Pattern Description:
Cynthia Rowley Collection. Dress pattern with lace overlay or popover in single or two fabrics. Get a 2-piece look with comfort and convenience of an all in one dress. Popover reveals bra-friendly dress bodice in back.

I would say the bra-friendly thing only happened for me because I raised the height of the back by 1.5 inches.
Pattern Sizing:
4 – 20
Did it look like the photo/drawing on the pattern envelope once you were done sewing with it?
Yes
Were the instructions easy to follow?
Yes, with the exception of step 19 – see below.
What did you particularly like or dislike about the pattern?
I love the finished dress. I made this dress to wear to a lovely wedding held at a converted 16th century mansion and I felt suitably attired. I think the floating overlay, which gives the appearance of a cropped top but with non of the tummy exposure, coupled with the fuller pleated skirt is flattering and the waistband emphasises a relatively smaller waist. There is nothing to dislike as such about the finished dress, but there is an error IMO at step 19 which may put some users off (see below). Be careful in your selection of fabrics (including linings): the inner and outer bodices are both fully lined and anything too bulky is going to cause problems. Careful trimming and clipping of seams and understitching is required.
Fabric Used:
Brocade outer fashion fabric.
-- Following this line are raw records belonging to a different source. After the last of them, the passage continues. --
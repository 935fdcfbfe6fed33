pub mod command;
pub mod parse;
pub mod response;
pub mod session;

pub use command::Command;
pub use response::Response;
pub use session::{CommandOutcome, Session, State};
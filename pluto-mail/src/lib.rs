pub mod flags;
pub mod maildir;
pub mod mailbox;
pub mod seqset;
pub mod user;

pub use flags::Flag;
pub use mailbox::{AppendInProgress, SelectSummary, StoreOperator, UserMailbox};
pub use seqset::{Seq, SeqRange, SeqSet};
pub use user::UserStore;

use thiserror::Error;

/// Error kinds a mailbox command can fail with. The IMAP layer turns these
/// into tagged `NO` lines; `Fatal` means the node has no consistent way to
/// continue and must exit after flushing logs.
#[derive(Debug, Error)]
pub enum MailError {
    #[error("mailbox does not exist")]
    NoSuchMailbox,
    #[error("message does not exist")]
    NoSuchMessage,
    #[error("mailbox already exists")]
    MailboxExists,
    #[error("{0}")]
    Forbidden(&'static str),
    #[error("{0}")]
    Precondition(String),
    #[error("fatal mailbox state error: {0}")]
    Fatal(#[source] anyhow::Error),
}

impl From<pluto_crdt::CrdtError> for MailError {
    fn from(e: pluto_crdt::CrdtError) -> Self {
        // Call sites check presence under the user lock before removing, so
        // NotPresent here means the state is inconsistent.
        MailError::Fatal(e.into())
    }
}

impl From<std::io::Error> for MailError {
    fn from(e: std::io::Error) -> Self {
        MailError::Fatal(e.into())
    }
}
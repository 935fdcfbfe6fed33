use serde::{Deserialize, Serialize};

use crate::MailError;

/// One endpoint of a sequence range: a number or `*` (the highest sequence
/// number in the mailbox).
#[derive(Clone, Copy, Debug, PartialEq, Eq, Serialize, Deserialize)]
pub enum Seq {
    Num(u32),
    Last,
}

#[derive(Clone, Copy, Debug, PartialEq, Eq, Serialize, Deserialize)]
pub struct SeqRange {
    pub from: Seq,
    pub to: Option<Seq>,
}

/// A parsed IMAP sequence set, e.g. `2,4:*`.
#[derive(Clone, Debug, PartialEq, Eq, Serialize, Deserialize)]
pub struct SeqSet(pub Vec<SeqRange>);

impl SeqSet {
    /// Expand against a mailbox of `max` messages into sorted, unique
    /// sequence numbers. Numbers outside `1..=max` are rejected.
    pub fn resolve(&self, max: u32) -> Result<Vec<u32>, MailError> {
        if max == 0 {
            return Err(MailError::NoSuchMessage);
        }
        let fix = |s: Seq| match s {
            Seq::Num(n) => n,
            Seq::Last => max,
        };

        let mut seqs = Vec::new();
        for range in &self.0 {
            let a = fix(range.from);
            let b = range.to.map(fix).unwrap_or(a);
            let (lo, hi) = if a <= b { (a, b) } else { (b, a) };
            if lo == 0 || hi > max {
                return Err(MailError::NoSuchMessage);
            }
            seqs.extend(lo..=hi);
        }
        seqs.sort_unstable();
        seqs.dedup();
        Ok(seqs)
    }
}

#[cfg(test)]
mod tests {
    use super::*;

    fn set(ranges: &[(Seq, Option<Seq>)]) -> SeqSet {
        SeqSet(
            ranges
                .iter()
                .map(|(from, to)| SeqRange { from: *from, to: *to })
                .collect(),
        )
    }

    #[test]
    fn resolves_mixed_set() {
        // 2,4:* against 5 messages -> 2,4,5
        let s = set(&[
            (Seq::Num(2), None),
            (Seq::Num(4), Some(Seq::Last)),
        ]);
        assert_eq!(s.resolve(5).unwrap(), vec![2, 4, 5]);
    }

    #[test]
    fn star_alone_is_the_last_message() {
        let s = set(&[(Seq::Last, None)]);
        assert_eq!(s.resolve(3).unwrap(), vec![3]);
    }

    #[test]
    fn full_range_in_reverse_order() {
        let s = set(&[(Seq::Last, Some(Seq::Num(1)))]);
        assert_eq!(s.resolve(4).unwrap(), vec![1, 2, 3, 4]);
    }

    #[test]
    fn rejects_out_of_range_and_empty_mailboxes() {
        let s = set(&[(Seq::Num(6), None)]);
        assert!(s.resolve(5).is_err());
        let s = set(&[(Seq::Num(1), None)]);
        assert!(s.resolve(0).is_err());
    }
}
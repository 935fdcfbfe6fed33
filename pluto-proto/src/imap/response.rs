use pluto_mail::flags::{format_flag_list, ALL_FLAGS};
use pluto_mail::MailError;

/// The lines answering one command: zero or more untagged responses
/// followed by exactly one tagged completion. The distributor relays them
/// to the client verbatim, CRLF appended.
#[derive(Clone, Debug, Default, PartialEq, Eq, serde::Serialize, serde::Deserialize)]
pub struct Response {
    pub lines: Vec<String>,
}

impl Response {
    pub fn new() -> Self {
        Self::default()
    }

    pub fn untagged(mut self, line: impl AsRef<str>) -> Self {
        self.lines.push(format!("* {}", line.as_ref()));
        self
    }

    pub fn ok(mut self, tag: &str, message: &str) -> Self {
        self.lines.push(format!("{} OK {}", tag, message));
        self
    }

    pub fn no(mut self, tag: &str, message: &str) -> Self {
        self.lines.push(format!("{} NO {}", tag, message));
        self
    }

    pub fn bad(mut self, tag: &str, message: &str) -> Self {
        self.lines.push(format!("{} BAD {}", tag, message));
        self
    }

    /// The untagged block every successful SELECT answers with.
    pub fn select_preamble(self, exists: u32, recent: u32) -> Self {
        let flags = format_flag_list(&ALL_FLAGS);
        self.untagged(format!("{} EXISTS", exists))
            .untagged(format!("{} RECENT", recent))
            .untagged(format!("FLAGS {}", flags))
            .untagged(format!("OK [PERMANENTFLAGS {}] Flags permitted", flags))
    }
}

/// Turn a command-level mailbox error into the right completion line. The
/// caller picks the human message for `NoSuchMailbox` because it differs
/// per verb (`TRYCREATE` for APPEND, plain NO elsewhere).
pub fn completion_for_error(tag: &str, command: &str, err: &MailError) -> Response {
    let r = Response::new();
    match err {
        MailError::NoSuchMailbox => match command {
            "APPEND" | "COPY" => r.no(
                tag,
                "[TRYCREATE] Mailbox to append to does not exist",
            ),
            _ => r.no(tag, &format!("Mailbox for {} does not exist", command)),
        },
        MailError::NoSuchMessage => r.no(tag, "No message with that sequence number"),
        MailError::MailboxExists => r.no(
            tag,
            "New mailbox cannot be named after already existing mailbox",
        ),
        MailError::Forbidden(msg) => r.no(tag, msg),
        MailError::Precondition(msg) => r.bad(tag, msg),
        MailError::Fatal(_) => r.no(tag, "Internal server error"),
    }
}

#[cfg(test)]
mod tests {
    use super::*;

    #[test]
    fn builds_a_tagged_dialog() {
        let r = Response::new()
            .untagged("1 EXPUNGE")
            .ok("e", "EXPUNGE completed");
        assert_eq!(r.lines, vec!["* 1 EXPUNGE", "e OK EXPUNGE completed"]);
    }

    #[test]
    fn error_messages_match_the_protocol() {
        let r = completion_for_error("h", "CREATE", &MailError::MailboxExists);
        assert_eq!(
            r.lines,
            vec!["h NO New mailbox cannot be named after already existing mailbox"]
        );

        let r = completion_for_error("c", "DELETE", &MailError::Forbidden("Forbidden to delete INBOX"));
        assert_eq!(r.lines, vec!["c NO Forbidden to delete INBOX"]);

        let r = completion_for_error("b", "APPEND", &MailError::NoSuchMailbox);
        assert_eq!(
            r.lines,
            vec!["b NO [TRYCREATE] Mailbox to append to does not exist"]
        );
    }
}
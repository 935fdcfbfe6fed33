pub mod config;
pub mod login;
pub mod tls;

pub use config::*;
pub use login::{ArcLoginProvider, AuthError, LoginProvider, UserDescriptor};
use std::collections::HashMap;
use std::path::Path;
use std::sync::Arc;

use tokio::sync::mpsc;

use pluto_sync::msg::Msg;
use pluto_sync::receiver::ApplyReq;
use pluto_sync::sender::SyncRouter;

use crate::mailbox::UserMailbox;
use crate::MailError;

/// The process-global owner of every user's mailbox state on this node.
/// Built once at boot from the user list; workers hold their id range,
/// storage holds everybody.
pub struct UserStore {
    users: HashMap<String, Arc<UserMailbox>>,
}

impl UserStore {
    /// Boot scan: load or provision every assigned user. `assignments`
    /// pairs each user name with the subnet its mutations broadcast on
    /// (the owning worker's name).
    pub fn open(
        crdt_root: &Path,
        maildir_root: &Path,
        sync: SyncRouter,
        assignments: &[(String, String)],
    ) -> Result<Self, MailError> {
        let mut users = HashMap::new();
        for (user, subnet) in assignments {
            let mailbox = UserMailbox::open(user, subnet, crdt_root, maildir_root, sync.clone())?;
            users.insert(user.clone(), Arc::new(mailbox));
        }
        tracing::info!("{} users loaded", users.len());
        Ok(Self { users })
    }

    pub fn get(&self, user: &str) -> Option<Arc<UserMailbox>> {
        self.users.get(user).cloned()
    }

    pub async fn apply(&self, msg: &Msg) -> anyhow::Result<()> {
        let user = msg.op.user();
        match self.users.get(user) {
            Some(mailbox) => mailbox.apply(&msg.op).await,
            None => anyhow::bail!("replicated operation for unknown user {}", user),
        }
    }

    /// The apply-CRDT task of one link: drains the receiver's dispatch
    /// channel, one effect at a time, answering when the effect is durable.
    pub async fn run_apply(self: Arc<Self>, mut rx: mpsc::Receiver<ApplyReq>) {
        while let Some(req) = rx.recv().await {
            let res = self.apply(&req.msg).await;
            if let Err(e) = &res {
                tracing::error!("failed to apply replicated operation: {:#}", e);
            }
            let _ = req.done.send(res);
        }
    }
}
Polyester (?) lining fabric.
Pattern alterations or any design changes you made:
I raised the height of the lower back bodice (piece 10) by 1.5 inches at the centre back seam, tapering to nothing at the dot (this was to give me sufficient bra coverage).

I removed 1.5 inches from the length of the upper bodice back (piece 9).

I did a 1 inch FBA which added in a side bust dart.

I shortened the length of the vertical dart.

On the front overlay (piece 11) I lowered the bust dart by 0.75 inches.

I did a sway back adjustment, removing 0.5 inches from the lower bodice back and 0.5 inches from the top of the skirt back (and adding back to the lower back skirt hem).

I ended up sewing my waist darts significantly smaller (like 1.25 inches smaller) to give me more room at the waist and cutting a longer waistband. I also subsequently added 1.25 inches to the side front skirt seams and used 0.25 inch seam allowances to sew the side seams up.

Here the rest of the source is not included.